Exercise – After finding the line with "repository 9ba48c92f6b1aebc" in the data below, set down exactly each line through the one with "use crate::state::AppState;", inclusive, and stop there.

Data to process Start Marker

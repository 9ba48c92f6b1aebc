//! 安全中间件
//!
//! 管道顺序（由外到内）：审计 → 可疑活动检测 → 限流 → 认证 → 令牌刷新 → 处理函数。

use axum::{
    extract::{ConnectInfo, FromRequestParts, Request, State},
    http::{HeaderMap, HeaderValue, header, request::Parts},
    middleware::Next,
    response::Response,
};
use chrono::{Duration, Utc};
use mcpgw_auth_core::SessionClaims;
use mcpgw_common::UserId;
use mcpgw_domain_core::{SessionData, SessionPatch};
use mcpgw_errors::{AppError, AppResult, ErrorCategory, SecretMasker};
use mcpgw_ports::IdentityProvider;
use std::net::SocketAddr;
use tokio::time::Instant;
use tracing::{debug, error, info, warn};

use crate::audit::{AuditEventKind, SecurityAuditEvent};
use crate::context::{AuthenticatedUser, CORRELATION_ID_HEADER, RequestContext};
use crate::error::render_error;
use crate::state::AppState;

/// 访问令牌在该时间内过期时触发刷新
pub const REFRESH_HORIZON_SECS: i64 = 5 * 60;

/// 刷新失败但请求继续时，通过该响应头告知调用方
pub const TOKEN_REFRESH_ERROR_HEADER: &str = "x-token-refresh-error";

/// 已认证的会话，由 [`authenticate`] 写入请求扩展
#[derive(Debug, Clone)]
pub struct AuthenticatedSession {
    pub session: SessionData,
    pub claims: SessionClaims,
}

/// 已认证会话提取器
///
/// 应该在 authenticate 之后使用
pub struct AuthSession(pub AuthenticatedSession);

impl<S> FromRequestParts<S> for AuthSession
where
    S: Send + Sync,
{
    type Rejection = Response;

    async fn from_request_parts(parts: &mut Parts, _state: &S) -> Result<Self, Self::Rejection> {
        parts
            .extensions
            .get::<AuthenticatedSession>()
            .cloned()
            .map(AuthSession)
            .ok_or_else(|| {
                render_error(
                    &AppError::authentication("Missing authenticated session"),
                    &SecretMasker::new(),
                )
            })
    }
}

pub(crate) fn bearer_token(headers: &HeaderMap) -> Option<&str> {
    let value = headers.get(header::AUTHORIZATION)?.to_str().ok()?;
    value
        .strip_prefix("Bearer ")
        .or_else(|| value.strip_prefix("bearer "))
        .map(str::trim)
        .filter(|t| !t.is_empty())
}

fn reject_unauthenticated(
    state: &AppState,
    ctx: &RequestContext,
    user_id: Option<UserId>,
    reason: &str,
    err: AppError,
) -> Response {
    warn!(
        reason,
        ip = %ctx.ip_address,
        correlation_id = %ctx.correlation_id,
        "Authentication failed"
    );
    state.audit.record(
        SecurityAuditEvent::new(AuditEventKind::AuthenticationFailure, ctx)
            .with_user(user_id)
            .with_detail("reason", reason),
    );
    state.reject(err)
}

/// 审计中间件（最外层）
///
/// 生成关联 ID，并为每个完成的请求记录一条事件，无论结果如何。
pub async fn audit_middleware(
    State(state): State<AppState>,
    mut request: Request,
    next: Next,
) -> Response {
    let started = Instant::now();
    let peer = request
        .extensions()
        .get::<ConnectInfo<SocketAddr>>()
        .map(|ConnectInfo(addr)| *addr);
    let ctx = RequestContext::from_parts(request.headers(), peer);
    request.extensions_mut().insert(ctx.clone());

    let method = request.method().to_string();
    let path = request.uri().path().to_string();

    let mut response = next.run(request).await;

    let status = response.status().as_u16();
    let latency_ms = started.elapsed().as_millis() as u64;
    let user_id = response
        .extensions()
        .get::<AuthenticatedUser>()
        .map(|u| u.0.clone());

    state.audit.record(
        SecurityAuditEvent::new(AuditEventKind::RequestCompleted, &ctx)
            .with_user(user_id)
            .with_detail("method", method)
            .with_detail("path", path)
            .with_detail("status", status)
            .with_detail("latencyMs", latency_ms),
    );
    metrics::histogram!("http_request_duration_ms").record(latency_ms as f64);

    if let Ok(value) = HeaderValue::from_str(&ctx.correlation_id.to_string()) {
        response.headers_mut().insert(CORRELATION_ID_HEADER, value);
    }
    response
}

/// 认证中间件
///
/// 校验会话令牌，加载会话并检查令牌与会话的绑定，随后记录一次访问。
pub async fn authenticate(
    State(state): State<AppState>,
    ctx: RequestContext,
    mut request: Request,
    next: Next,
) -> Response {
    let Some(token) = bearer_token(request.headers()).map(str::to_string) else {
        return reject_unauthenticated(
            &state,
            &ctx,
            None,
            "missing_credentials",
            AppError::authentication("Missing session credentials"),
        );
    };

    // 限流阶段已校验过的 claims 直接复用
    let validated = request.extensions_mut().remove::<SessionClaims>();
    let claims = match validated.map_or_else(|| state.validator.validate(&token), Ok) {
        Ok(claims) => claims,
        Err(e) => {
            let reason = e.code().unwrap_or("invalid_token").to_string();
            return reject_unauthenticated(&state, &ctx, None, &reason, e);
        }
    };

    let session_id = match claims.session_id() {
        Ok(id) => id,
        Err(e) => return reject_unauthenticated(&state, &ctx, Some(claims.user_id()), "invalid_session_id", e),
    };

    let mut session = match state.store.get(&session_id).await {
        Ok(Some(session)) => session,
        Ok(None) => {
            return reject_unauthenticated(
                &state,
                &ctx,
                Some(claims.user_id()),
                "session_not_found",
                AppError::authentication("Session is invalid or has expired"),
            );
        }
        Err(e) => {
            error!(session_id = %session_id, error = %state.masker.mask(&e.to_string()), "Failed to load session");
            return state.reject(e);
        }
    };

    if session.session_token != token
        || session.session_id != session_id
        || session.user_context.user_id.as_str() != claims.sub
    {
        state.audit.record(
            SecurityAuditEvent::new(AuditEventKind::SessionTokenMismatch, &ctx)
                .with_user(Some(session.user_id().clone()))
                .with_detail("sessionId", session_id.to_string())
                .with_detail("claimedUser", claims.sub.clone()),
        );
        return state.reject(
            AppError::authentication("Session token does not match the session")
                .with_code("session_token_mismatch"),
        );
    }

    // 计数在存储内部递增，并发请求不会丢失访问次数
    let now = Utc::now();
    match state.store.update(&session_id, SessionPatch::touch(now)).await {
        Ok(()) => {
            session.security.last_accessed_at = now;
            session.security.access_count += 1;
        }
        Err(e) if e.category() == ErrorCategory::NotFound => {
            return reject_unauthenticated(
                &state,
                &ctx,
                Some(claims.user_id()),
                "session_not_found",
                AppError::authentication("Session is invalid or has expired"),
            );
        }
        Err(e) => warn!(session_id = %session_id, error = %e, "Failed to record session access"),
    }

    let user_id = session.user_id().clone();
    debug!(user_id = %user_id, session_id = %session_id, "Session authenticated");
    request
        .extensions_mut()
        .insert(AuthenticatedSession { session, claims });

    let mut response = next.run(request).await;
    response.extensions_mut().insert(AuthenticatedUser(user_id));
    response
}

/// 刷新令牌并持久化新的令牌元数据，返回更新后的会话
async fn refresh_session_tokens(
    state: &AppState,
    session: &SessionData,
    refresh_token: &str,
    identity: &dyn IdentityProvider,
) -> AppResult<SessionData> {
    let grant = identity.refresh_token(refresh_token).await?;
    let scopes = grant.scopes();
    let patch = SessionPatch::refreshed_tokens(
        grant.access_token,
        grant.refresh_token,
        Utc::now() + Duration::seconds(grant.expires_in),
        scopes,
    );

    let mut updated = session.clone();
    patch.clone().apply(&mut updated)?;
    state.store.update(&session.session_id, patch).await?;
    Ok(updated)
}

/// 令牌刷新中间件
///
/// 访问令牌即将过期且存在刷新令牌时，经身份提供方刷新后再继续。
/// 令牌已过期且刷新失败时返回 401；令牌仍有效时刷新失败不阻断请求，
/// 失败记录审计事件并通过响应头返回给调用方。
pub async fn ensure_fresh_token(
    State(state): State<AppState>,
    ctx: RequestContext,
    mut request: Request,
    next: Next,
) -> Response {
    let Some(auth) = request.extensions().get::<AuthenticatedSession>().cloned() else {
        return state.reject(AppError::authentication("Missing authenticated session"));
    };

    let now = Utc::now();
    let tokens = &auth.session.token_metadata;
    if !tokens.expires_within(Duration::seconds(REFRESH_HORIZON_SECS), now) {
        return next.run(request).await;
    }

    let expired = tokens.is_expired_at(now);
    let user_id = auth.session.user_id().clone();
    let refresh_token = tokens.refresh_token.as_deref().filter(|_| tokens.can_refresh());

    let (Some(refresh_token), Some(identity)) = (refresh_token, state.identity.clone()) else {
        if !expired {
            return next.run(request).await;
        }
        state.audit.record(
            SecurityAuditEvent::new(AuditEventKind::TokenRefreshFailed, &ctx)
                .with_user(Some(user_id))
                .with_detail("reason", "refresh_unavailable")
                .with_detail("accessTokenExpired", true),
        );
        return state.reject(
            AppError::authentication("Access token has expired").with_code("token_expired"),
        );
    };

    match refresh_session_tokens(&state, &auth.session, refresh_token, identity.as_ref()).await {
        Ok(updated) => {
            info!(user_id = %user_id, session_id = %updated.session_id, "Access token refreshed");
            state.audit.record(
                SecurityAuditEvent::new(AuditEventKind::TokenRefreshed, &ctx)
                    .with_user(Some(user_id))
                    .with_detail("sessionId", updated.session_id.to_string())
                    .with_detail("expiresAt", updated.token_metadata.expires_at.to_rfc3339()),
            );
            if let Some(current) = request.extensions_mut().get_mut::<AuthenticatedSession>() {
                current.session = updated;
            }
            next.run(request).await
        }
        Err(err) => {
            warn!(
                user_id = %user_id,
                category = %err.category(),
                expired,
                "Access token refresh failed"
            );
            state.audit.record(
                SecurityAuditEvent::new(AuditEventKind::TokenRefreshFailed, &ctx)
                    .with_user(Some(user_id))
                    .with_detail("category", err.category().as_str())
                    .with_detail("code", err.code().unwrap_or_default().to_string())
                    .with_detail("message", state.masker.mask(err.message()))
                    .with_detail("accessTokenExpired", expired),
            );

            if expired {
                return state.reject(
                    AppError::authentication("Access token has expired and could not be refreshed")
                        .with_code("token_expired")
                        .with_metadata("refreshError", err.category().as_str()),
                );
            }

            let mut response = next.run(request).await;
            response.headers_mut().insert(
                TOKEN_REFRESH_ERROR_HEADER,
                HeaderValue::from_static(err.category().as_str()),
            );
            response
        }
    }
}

Data to process End Marker
Data to process Start Marker

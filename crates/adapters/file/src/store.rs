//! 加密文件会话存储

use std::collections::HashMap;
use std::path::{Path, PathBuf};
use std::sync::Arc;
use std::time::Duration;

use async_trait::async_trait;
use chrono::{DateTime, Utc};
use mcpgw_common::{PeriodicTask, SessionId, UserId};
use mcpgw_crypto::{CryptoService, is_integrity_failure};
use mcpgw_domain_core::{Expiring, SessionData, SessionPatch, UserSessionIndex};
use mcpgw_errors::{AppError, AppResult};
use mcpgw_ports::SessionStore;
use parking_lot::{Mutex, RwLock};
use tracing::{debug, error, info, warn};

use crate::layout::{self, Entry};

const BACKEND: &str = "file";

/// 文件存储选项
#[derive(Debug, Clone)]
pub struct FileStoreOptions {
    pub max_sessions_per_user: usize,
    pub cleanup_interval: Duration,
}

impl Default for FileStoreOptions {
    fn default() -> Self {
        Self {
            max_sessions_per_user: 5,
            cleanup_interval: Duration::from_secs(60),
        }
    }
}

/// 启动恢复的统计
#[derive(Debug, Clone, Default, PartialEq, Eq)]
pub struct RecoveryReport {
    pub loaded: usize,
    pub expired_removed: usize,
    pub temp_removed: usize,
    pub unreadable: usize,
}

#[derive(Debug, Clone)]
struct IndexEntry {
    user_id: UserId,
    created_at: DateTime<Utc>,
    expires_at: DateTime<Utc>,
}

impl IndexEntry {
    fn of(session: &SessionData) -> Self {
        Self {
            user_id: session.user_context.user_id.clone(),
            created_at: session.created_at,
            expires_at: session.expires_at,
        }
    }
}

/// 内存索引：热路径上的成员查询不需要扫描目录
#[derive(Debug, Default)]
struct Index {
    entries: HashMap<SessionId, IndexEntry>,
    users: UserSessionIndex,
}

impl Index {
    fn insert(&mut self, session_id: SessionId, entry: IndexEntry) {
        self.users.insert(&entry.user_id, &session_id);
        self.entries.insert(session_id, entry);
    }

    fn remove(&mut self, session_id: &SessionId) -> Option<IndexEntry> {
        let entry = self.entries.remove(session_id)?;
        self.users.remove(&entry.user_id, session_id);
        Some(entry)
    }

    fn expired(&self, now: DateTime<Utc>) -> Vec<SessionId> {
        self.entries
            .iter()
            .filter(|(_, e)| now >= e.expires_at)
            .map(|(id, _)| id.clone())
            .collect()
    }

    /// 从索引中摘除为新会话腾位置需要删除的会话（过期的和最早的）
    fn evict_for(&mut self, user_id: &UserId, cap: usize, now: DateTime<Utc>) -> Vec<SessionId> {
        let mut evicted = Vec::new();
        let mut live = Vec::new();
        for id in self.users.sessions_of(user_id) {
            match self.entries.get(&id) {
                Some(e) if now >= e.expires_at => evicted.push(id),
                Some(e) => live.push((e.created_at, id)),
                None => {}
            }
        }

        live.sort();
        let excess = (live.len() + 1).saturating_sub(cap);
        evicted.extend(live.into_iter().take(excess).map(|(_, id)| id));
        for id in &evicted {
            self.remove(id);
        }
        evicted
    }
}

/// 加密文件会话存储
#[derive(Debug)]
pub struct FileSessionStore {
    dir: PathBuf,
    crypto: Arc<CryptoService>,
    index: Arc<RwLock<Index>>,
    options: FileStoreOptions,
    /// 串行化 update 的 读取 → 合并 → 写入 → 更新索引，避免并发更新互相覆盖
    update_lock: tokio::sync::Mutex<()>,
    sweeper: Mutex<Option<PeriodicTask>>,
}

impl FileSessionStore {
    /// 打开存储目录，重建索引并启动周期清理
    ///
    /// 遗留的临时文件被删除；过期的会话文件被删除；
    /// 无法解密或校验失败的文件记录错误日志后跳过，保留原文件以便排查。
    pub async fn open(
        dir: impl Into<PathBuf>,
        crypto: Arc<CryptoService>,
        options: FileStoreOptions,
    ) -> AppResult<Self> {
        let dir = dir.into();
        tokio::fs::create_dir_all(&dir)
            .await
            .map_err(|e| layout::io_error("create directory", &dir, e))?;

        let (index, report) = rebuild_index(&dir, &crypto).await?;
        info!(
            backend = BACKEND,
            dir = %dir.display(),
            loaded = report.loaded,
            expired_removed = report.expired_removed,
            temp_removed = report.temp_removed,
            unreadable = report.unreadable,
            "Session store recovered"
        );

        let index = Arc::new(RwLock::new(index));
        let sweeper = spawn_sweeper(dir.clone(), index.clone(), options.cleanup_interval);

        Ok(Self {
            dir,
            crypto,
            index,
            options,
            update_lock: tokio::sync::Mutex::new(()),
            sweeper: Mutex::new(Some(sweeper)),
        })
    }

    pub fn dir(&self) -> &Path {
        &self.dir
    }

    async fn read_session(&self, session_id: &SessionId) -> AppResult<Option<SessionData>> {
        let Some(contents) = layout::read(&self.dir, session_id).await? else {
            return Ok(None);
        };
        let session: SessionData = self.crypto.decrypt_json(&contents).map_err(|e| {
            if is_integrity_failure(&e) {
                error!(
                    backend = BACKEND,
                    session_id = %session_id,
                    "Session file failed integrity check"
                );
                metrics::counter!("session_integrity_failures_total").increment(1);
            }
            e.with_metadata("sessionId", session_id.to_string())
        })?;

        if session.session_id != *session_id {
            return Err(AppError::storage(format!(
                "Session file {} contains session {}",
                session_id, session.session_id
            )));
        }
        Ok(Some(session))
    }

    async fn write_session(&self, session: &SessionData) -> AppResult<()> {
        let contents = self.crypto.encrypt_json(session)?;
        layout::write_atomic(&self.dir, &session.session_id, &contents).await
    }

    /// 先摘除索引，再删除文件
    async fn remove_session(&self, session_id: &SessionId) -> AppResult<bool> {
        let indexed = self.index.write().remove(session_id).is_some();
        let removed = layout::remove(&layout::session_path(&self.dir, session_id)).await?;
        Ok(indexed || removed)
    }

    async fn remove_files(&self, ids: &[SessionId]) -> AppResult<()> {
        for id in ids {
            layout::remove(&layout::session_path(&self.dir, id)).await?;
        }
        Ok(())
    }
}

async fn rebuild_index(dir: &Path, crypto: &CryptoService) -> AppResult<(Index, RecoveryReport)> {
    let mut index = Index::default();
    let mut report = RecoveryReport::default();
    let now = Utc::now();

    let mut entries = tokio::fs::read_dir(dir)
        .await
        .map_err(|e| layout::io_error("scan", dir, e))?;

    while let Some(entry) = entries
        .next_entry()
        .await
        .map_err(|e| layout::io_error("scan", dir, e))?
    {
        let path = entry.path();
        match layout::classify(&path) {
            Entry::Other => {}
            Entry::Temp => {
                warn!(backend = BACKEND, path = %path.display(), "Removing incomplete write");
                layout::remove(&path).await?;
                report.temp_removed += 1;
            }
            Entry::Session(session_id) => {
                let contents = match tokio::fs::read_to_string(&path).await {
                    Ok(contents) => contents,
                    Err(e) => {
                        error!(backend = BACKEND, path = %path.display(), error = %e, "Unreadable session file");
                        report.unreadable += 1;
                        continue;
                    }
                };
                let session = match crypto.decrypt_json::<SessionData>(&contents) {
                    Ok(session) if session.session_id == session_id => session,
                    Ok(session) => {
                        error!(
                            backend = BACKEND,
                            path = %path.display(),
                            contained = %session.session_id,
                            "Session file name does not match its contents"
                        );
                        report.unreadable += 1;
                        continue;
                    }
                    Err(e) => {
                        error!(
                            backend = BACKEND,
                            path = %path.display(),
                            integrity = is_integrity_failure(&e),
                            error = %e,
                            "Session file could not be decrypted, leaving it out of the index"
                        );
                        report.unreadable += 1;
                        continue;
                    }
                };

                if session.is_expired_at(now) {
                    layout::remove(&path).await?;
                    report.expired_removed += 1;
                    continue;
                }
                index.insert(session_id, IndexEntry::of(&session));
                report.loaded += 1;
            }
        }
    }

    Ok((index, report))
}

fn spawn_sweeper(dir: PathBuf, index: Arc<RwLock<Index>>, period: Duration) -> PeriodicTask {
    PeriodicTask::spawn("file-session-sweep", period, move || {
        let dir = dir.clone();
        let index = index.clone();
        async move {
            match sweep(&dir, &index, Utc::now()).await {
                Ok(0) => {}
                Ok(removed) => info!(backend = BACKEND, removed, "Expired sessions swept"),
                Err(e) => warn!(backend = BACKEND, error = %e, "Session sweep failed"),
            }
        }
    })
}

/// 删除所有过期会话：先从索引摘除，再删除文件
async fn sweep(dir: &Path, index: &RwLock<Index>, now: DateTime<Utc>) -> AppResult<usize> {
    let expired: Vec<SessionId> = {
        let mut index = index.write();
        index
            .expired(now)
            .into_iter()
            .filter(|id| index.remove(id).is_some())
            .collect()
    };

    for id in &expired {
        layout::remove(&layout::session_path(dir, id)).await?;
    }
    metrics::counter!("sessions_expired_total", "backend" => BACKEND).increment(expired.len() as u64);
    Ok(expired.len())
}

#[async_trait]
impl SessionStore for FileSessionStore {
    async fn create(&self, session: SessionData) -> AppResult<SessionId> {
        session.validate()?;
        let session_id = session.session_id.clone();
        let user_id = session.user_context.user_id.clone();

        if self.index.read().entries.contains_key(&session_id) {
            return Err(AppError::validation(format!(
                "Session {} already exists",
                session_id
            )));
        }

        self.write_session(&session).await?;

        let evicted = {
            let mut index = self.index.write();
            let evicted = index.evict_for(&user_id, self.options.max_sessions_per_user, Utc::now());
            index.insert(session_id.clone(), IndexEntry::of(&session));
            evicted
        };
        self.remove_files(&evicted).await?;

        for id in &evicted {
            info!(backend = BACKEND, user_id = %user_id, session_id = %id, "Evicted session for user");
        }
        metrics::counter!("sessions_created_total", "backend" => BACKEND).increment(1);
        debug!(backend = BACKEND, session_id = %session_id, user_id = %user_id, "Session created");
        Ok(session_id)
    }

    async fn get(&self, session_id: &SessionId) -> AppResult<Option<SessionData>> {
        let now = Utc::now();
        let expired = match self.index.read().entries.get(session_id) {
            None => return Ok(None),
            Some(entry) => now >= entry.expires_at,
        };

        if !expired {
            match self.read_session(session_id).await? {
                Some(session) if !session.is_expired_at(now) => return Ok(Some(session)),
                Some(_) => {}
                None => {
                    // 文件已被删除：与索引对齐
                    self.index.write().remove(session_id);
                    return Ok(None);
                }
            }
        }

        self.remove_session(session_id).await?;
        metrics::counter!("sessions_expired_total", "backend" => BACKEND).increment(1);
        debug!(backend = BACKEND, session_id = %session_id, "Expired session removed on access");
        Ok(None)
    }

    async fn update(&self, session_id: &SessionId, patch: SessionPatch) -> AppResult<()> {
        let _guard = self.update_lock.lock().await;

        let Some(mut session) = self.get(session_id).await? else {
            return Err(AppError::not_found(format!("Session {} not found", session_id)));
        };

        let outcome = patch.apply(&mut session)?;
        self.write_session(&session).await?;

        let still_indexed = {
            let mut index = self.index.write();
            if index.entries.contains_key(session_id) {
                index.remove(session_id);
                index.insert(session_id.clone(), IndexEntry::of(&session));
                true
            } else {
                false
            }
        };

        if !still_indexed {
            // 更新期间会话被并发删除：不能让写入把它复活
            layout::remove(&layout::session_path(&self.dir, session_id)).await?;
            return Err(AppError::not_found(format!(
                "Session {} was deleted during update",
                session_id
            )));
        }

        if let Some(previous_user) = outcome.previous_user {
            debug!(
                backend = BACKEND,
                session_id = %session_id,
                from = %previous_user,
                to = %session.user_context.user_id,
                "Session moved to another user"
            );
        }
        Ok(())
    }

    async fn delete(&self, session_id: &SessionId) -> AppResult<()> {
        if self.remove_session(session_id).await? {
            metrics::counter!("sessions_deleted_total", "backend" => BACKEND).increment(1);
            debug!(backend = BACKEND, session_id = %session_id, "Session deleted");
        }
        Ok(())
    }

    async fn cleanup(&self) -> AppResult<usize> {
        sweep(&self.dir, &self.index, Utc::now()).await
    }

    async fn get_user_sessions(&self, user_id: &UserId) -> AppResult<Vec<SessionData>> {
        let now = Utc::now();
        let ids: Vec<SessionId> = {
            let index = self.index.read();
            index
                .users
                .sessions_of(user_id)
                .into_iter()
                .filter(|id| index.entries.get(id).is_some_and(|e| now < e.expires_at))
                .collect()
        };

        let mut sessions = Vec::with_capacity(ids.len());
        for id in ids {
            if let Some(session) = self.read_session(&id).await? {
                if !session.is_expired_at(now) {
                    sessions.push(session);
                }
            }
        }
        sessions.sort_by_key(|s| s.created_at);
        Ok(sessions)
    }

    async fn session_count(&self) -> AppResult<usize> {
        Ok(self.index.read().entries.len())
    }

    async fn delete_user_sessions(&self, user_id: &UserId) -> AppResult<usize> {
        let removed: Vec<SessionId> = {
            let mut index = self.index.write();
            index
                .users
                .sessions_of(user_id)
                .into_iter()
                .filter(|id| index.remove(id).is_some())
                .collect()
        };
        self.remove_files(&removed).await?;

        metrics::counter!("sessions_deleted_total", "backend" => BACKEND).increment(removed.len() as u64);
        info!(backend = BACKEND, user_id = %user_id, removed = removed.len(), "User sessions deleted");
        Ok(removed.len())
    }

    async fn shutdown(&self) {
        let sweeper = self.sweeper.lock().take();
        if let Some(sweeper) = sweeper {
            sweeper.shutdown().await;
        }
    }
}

Data to process End Marker

Finished task –
repository 9ba48c92f6b1aebc
//! 安全中间件
//!
//! 管道顺序（由外到内）：审计 → 可疑活动检测 → 限流 → 认证 → 令牌刷新 → 处理函数。

use axum::{
    extract::{ConnectInfo, FromRequestParts, Request, State},
    http::{HeaderMap, HeaderValue, header, request::Parts},
    middleware::Next,
    response::Response,
};
use chrono::{Duration, Utc};
use mcpgw_auth_core::SessionClaims;
use mcpgw_common::UserId;
use mcpgw_domain_core::{SessionData, SessionPatch};
use mcpgw_errors::{AppError, AppResult, ErrorCategory, SecretMasker};
use mcpgw_ports::IdentityProvider;
use std::net::SocketAddr;
use tokio::time::Instant;
use tracing::{debug, error, info, warn};

use crate::audit::{AuditEventKind, SecurityAuditEvent};
use crate::context::{AuthenticatedUser, CORRELATION_ID_HEADER, RequestContext};
use crate::error::render_error;
use crate::state::AppState;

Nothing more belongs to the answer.